TASK ITEM> In the entries below, find the line with "copy of the" and the line with "use crate::layer::LayerStore;". Print those two and everything between them exactly, and nothing else.

EXTRACTED DATA>
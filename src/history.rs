//! Undo/redo history — a linear sequence of fully-materialized layer
//! snapshots plus a cursor.
//!
//! Unlike patch-based undo systems, every entry is a complete copy of the
//! ordered layer collection; entries past the cursor are "future" (redo)
//! states and are discarded whenever a new commit happens mid-sequence.
//! The live store always equals `entries[index]` immediately after any
//! committed mutation.

use crate::layer::Layer;

pub struct HistoryManager {
    entries: Vec<Vec<Layer>>,
    index: usize,
}

impl Default for HistoryManager {
    fn default() -> Self {
        Self::new()
    }
}

impl HistoryManager {
    /// A fresh history holds a single empty-collection entry.
    pub fn new() -> Self {
        Self {
            entries: vec![Vec::new()],
            index: 0,
        }
    }

    /// Truncate any redo states, append `snapshot`, move the cursor to it.
    pub fn commit(&mut self, snapshot: Vec<Layer>) {
        self.entries.truncate(self.index + 1);
        self.entries.push(snapshot);
        self.index = self.entries.len() - 1;
    }

    /// Step back one entry.  Returns the snapshot to restore, or `None` at
    /// the beginning of history.
    pub fn undo(&mut self) -> Option<&[Layer]> {
        if self.index == 0 {
            return None;
        }
        self.index -= 1;
        Some(&self.entries[self.index])
    }

    /// Step forward one entry.  Returns the snapshot to restore, or `None`
    /// at the tail.
    pub fn redo(&mut self) -> Option<&[Layer]> {
        if self.index + 1 >= self.entries.len() {
            return None;
        }
        self.index += 1;
        Some(&self.entries[self.index])
    }

    pub fn can_undo(&self) -> bool {
        self.index > 0
    }

    pub fn can_redo(&self) -> bool {
        self.index + 1 < self.entries.len()
    }

    /// Snapshot under the cursor.
    pub fn current(&self) -> &[Layer] {
        &self.entries[self.index]
    }

    pub fn len(&self) -> usize {
        self.entries.len()
    }

    pub fn is_empty(&self) -> bool {
        false // invariant: at least the initial empty entry exists
    }

    pub fn index(&self) -> usize {
        self.index
    }
}

#[cfg(test)]
mod tests {
    use super::*;
    use crate::layer::LayerStore;

    /// Build a snapshot containing `n` image layers.
    fn snapshot_of(n: usize) -> Vec<Layer> {
        let mut store = LayerStore::new();
        for i in 0..n {
            store.add_image(format!("img{}", i), 100, 100);
        }
        store.snapshot()
    }

    #[test]
    fn undo_redo_walks_the_sequence() {
        // N commits, K undos, M redos lands on commit N-K+M.
        let mut h = HistoryManager::new();
        for n in 1..=5 {
            h.commit(snapshot_of(n));
        }
        assert_eq!(h.current().len(), 5);

        for _ in 0..3 {
            h.undo();
        }
        assert_eq!(h.current().len(), 2);

        for _ in 0..2 {
            h.redo();
        }
        assert_eq!(h.current().len(), 4); // 5 - 3 + 2
    }

    #[test]
    fn undo_at_origin_and_redo_at_tail_are_noops() {
        let mut h = HistoryManager::new();
        assert!(h.undo().is_none());
        assert!(h.redo().is_none());

        h.commit(snapshot_of(1));
        assert!(h.redo().is_none());
        assert!(h.undo().is_some());
        assert!(h.undo().is_none());
    }

    #[test]
    fn commit_after_undo_discards_redo_states() {
        // Undo then commit: redo becomes a no-op.
        let mut h = HistoryManager::new();
        h.commit(snapshot_of(1));
        h.commit(snapshot_of(2));
        h.undo();
        h.commit(snapshot_of(3));
        assert!(!h.can_redo());
        assert!(h.redo().is_none());
        assert_eq!(h.current().len(), 3);

        // ...until a new undo re-opens the forward direction.
        h.undo();
        assert!(h.can_redo());
    }

    #[test]
    fn selection_clears_when_undoing_past_creation() {
        // Undo past a layer's creation deselects it; redo does not
        // automatically reselect.
        let mut store = LayerStore::new();
        let mut h = HistoryManager::new();

        let id = store.add_image("img1".into(), 100, 100);
        h.commit(store.snapshot());
        store.select(id);

        let restored = h.undo().unwrap().to_vec();
        store.replace_all(restored);
        assert_eq!(store.selected_id(), None);

        let restored = h.redo().unwrap().to_vec();
        store.replace_all(restored);
        assert_eq!(store.selected_id(), None);
        assert!(store.get(id).is_some());
    }
}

EXERCISE OUTPUT>
//! Unlike patch-based undo systems, every entry is a complete copy of the
//! ordered layer collection; entries past the cursor are "future" (redo)
//! states and are discarded whenever a new commit happens mid-sequence.
//! The live store always equals `entries[index]` immediately after any
//! committed mutation.

use crate::layer::Layer;

pub struct HistoryManager {
    entries: Vec<Vec<Layer>>,
    index: usize,
}

impl Default for HistoryManager {
    fn default() -> Self {
        Self::new()
    }
}

impl HistoryManager {
    /// A fresh history holds a single empty-collection entry.
    pub fn new() -> Self {
        Self {
            entries: vec![Vec::new()],
            index: 0,
        }
    }

    /// Truncate any redo states, append `snapshot`, move the cursor to it.
    pub fn commit(&mut self, snapshot: Vec<Layer>) {
        self.entries.truncate(self.index + 1);
        self.entries.push(snapshot);
        self.index = self.entries.len() - 1;
    }

    /// Step back one entry.  Returns the snapshot to restore, or `None` at
    /// the beginning of history.
    pub fn undo(&mut self) -> Option<&[Layer]> {
        if self.index == 0 {
            return None;
        }
        self.index -= 1;
        Some(&self.entries[self.index])
    }

    /// Step forward one entry.  Returns the snapshot to restore, or `None`
    /// at the tail.
    pub fn redo(&mut self) -> Option<&[Layer]> {
        if self.index + 1 >= self.entries.len() {
            return None;
        }
        self.index += 1;
        Some(&self.entries[self.index])
    }

    pub fn can_undo(&self) -> bool {
        self.index > 0
    }

    pub fn can_redo(&self) -> bool {
        self.index + 1 < self.entries.len()
    }

    /// Snapshot under the cursor.
    pub fn current(&self) -> &[Layer] {
        &self.entries[self.index]
    }

    pub fn len(&self) -> usize {
        self.entries.len()
    }

    pub fn is_empty(&self) -> bool {
        false // invariant: at least the initial empty entry exists
    }

    pub fn index(&self) -> usize {
        self.index
    }
}

#[cfg(test)]
mod tests {
    use super::*;
    use crate::layer::LayerStore;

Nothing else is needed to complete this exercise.